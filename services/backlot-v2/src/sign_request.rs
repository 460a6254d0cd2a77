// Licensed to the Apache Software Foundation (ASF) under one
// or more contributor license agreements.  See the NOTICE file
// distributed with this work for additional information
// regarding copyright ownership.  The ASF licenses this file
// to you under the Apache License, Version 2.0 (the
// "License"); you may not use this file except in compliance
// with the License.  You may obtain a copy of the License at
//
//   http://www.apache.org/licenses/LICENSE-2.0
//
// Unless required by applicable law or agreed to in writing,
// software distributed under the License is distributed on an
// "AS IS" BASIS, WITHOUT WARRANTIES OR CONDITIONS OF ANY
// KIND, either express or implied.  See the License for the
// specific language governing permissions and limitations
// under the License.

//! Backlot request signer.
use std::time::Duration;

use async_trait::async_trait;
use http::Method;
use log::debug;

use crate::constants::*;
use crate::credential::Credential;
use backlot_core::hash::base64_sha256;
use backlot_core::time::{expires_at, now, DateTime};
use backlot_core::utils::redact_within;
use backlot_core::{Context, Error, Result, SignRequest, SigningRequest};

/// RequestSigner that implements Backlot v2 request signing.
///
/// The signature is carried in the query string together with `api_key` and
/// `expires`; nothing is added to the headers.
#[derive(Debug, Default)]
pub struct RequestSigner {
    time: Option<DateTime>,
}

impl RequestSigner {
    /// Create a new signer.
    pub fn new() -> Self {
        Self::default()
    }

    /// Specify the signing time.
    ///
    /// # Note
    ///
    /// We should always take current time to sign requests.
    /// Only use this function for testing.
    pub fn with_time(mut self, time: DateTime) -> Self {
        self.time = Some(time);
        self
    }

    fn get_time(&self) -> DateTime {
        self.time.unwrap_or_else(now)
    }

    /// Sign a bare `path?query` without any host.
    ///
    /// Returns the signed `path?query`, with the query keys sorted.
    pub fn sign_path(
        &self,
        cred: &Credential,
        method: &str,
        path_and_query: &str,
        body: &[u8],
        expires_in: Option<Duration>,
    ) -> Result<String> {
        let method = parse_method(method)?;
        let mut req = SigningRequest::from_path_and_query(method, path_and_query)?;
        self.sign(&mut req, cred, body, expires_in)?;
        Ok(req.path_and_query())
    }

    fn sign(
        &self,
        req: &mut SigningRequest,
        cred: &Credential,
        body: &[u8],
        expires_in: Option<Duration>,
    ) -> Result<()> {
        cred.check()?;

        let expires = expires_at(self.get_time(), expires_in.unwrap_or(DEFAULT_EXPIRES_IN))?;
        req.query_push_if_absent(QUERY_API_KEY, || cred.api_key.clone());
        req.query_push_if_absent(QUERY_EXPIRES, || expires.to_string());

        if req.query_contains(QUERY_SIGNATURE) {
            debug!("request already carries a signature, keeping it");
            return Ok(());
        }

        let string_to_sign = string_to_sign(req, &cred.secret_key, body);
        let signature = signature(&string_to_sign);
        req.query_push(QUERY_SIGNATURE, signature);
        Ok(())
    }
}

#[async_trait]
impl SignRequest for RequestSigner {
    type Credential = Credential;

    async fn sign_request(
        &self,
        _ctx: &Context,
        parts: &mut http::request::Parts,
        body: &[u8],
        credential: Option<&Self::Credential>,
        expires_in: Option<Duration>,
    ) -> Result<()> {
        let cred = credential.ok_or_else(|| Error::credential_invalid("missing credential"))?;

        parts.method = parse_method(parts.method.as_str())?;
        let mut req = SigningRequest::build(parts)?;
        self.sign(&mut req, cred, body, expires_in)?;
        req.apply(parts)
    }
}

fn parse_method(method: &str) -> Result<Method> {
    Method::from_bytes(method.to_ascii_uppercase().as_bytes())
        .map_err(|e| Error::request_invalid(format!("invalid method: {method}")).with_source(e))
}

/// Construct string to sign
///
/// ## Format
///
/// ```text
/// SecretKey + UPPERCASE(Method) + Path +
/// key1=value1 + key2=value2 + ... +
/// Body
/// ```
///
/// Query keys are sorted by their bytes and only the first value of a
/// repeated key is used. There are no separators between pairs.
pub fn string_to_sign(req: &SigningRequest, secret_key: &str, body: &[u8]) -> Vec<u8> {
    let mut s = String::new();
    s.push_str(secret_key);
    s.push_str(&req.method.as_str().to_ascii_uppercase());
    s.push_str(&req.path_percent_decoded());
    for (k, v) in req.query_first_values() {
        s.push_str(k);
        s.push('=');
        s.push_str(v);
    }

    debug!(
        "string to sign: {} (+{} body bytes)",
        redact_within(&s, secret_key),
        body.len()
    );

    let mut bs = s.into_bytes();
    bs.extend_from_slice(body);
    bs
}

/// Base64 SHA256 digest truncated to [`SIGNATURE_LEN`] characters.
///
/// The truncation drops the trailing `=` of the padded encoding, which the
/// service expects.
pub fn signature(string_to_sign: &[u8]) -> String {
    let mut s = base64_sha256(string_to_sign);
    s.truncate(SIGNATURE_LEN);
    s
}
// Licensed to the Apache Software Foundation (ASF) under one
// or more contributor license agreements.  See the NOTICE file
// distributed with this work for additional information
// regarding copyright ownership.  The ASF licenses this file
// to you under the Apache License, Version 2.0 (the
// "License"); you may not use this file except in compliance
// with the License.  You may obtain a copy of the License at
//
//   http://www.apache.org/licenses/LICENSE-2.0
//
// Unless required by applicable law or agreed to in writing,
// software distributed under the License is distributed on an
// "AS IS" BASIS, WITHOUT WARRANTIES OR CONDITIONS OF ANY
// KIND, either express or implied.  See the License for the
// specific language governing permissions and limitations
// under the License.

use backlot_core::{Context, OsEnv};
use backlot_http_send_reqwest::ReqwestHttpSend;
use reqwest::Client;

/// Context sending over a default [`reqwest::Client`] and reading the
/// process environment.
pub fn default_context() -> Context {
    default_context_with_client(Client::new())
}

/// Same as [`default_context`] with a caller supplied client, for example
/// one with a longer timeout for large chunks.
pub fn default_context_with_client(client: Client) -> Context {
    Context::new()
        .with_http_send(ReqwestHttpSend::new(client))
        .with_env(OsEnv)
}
___
From the data above, copy each line exactly.

filename services/backlot-v2/src/sign_request.rs
repository 460a6254d0cd2a77
// Licensed to the Apache Software Foundation (ASF) under one
// or more contributor license agreements.  See the NOTICE file
// distributed with this work for additional information
// regarding copyright ownership.  The ASF licenses this file
// to you under the Apache License, Version 2.0 (the
// "License"); you may not use this file except in compliance
// with the License.  You may obtain a copy of the License at
//
//   http://www.apache.org/licenses/LICENSE-2.0
//
// Unless required by applicable law or agreed to in writing,
// software distributed under the License is distributed on an
// "AS IS" BASIS, WITHOUT WARRANTIES OR CONDITIONS OF ANY
// KIND, either express or implied.  See the License for the
// specific language governing permissions and limitations
// under the License.

//! Backlot request signer.
use std::time::Duration;

use async_trait::async_trait;
use http::Method;
use log::debug;

use crate::constants::*;
use crate::credential::Credential;
use backlot_core::hash::base64_sha256;
use backlot_core::time::{expires_at, now, DateTime};
use backlot_core::utils::redact_within;
use backlot_core::{Context, Error, Result, SignRequest, SigningRequest};

/// RequestSigner that implements Backlot v2 request signing.
///
/// The signature is carried in the query string together with `api_key` and
/// `expires`; nothing is added to the headers.
#[derive(Debug, Default)]
pub struct RequestSigner {
    time: Option<DateTime>,
}

impl RequestSigner {
    /// Create a new signer.
    pub fn new() -> Self {
        Self::default()
    }

    /// Specify the signing time.
    ///
    /// # Note
    ///
    /// We should always take current time to sign requests.
    /// Only use this function for testing.
    pub fn with_time(mut self, time: DateTime) -> Self {
        self.time = Some(time);
        self
    }

    fn get_time(&self) -> DateTime {
        self.time.unwrap_or_else(now)
    }

    /// Sign a bare `path?query` without any host.
    ///
    /// Returns the signed `path?query`, with the query keys sorted.
    pub fn sign_path(
        &self,
        cred: &Credential,
        method: &str,
        path_and_query: &str,
        body: &[u8],
        expires_in: Option<Duration>,
    ) -> Result<String> {
        let method = parse_method(method)?;
        let mut req = SigningRequest::from_path_and_query(method, path_and_query)?;
        self.sign(&mut req, cred, body, expires_in)?;
        Ok(req.path_and_query())
    }

    fn sign(
        &self,
        req: &mut SigningRequest,
        cred: &Credential,
        body: &[u8],
        expires_in: Option<Duration>,
    ) -> Result<()> {
        cred.check()?;

        let expires = expires_at(self.get_time(), expires_in.unwrap_or(DEFAULT_EXPIRES_IN))?;
        req.query_push_if_absent(QUERY_API_KEY, || cred.api_key.clone());
        req.query_push_if_absent(QUERY_EXPIRES, || expires.to_string());

        if req.query_contains(QUERY_SIGNATURE) {
            debug!("request already carries a signature, keeping it");
            return Ok(());
        }

        let string_to_sign = string_to_sign(req, &cred.secret_key, body);
        let signature = signature(&string_to_sign);
        req.query_push(QUERY_SIGNATURE, signature);
        Ok(())
    }
}

#[async_trait]
impl SignRequest for RequestSigner {
    type Credential = Credential;

    async fn sign_request(
        &self,
        _ctx: &Context,
        parts: &mut http::request::Parts,
        body: &[u8],
        credential: Option<&Self::Credential>,
        expires_in: Option<Duration>,
    ) -> Result<()> {
        let cred = credential.ok_or_else(|| Error::credential_invalid("missing credential"))?;

        parts.method = parse_method(parts.method.as_str())?;
        let mut req = SigningRequest::build(parts)?;
        self.sign(&mut req, cred, body, expires_in)?;
        req.apply(parts)
    }
}

fn parse_method(method: &str) -> Result<Method> {
    Method::from_bytes(method.to_ascii_uppercase().as_bytes())
        .map_err(|e| Error::request_invalid(format!("invalid method: {method}")).with_source(e))
}

/// Construct string to sign
///
/// ## Format
///
/// ```text
/// SecretKey + UPPERCASE(Method) + Path +
/// key1=value1 + key2=value2 + ... +
/// Body
/// ```
///
/// Query keys are sorted by their bytes and only the first value of a
/// repeated key is used. There are no separators between pairs.
pub fn string_to_sign(req: &SigningRequest, secret_key: &str, body: &[u8]) -> Vec<u8> {
    let mut s = String::new();
    s.push_str(secret_key);
    s.push_str(&req.method.as_str().to_ascii_uppercase());
    s.push_str(&req.path_percent_decoded());
    for (k, v) in req.query_first_values() {
        s.push_str(k);
        s.push('=');
        s.push_str(v);
    }

    debug!(
        "string to sign: {} (+{} body bytes)",
        redact_within(&s, secret_key),
        body.len()
    );

    let mut bs = s.into_bytes();
    bs.extend_from_slice(body);
    bs
}

/// Base64 SHA256 digest truncated to [`SIGNATURE_LEN`] characters.
///
/// The truncation drops the trailing `=` of the padded encoding, which the
/// service expects.
pub fn signature(string_to_sign: &[u8]) -> String {
    let mut s = base64_sha256(string_to_sign);
    s.truncate(SIGNATURE_LEN);
    s
}
// Licensed to the Apache Software Foundation (ASF) under one
// or more contributor license agreements.  See the NOTICE file
// distributed with this work for additional information
// regarding copyright ownership.  The ASF licenses this file
// to you under the Apache License, Version 2.0 (the
// "License"); you may not use this file except in compliance
// with the License.  You may obtain a copy of the License at
//
//   http://www.apache.org/licenses/LICENSE-2.0
//
// Unless required by applicable law or agreed to in writing,
// software distributed under the License is distributed on an
// "AS IS" BASIS, WITHOUT WARRANTIES OR CONDITIONS OF ANY
// KIND, either express or implied.  See the License for the
// specific language governing permissions and limitations
// under the License.

use backlot_core::{Context, OsEnv};
use backlot_http_send_reqwest::ReqwestHttpSend;
use reqwest::Client;

/// Context sending over a default [`reqwest::Client`] and reading the
/// process environment.
pub fn default_context() -> Context {
    default_context_with_client(Client::new())
}

/// Same as [`default_context`] with a caller supplied client, for example
/// one with a longer timeout for large chunks.
pub fn default_context_with_client(client: Client) -> Context {
    Context::new()
        .with_http_send(ReqwestHttpSend::new(client))
        .with_env(OsEnv)
}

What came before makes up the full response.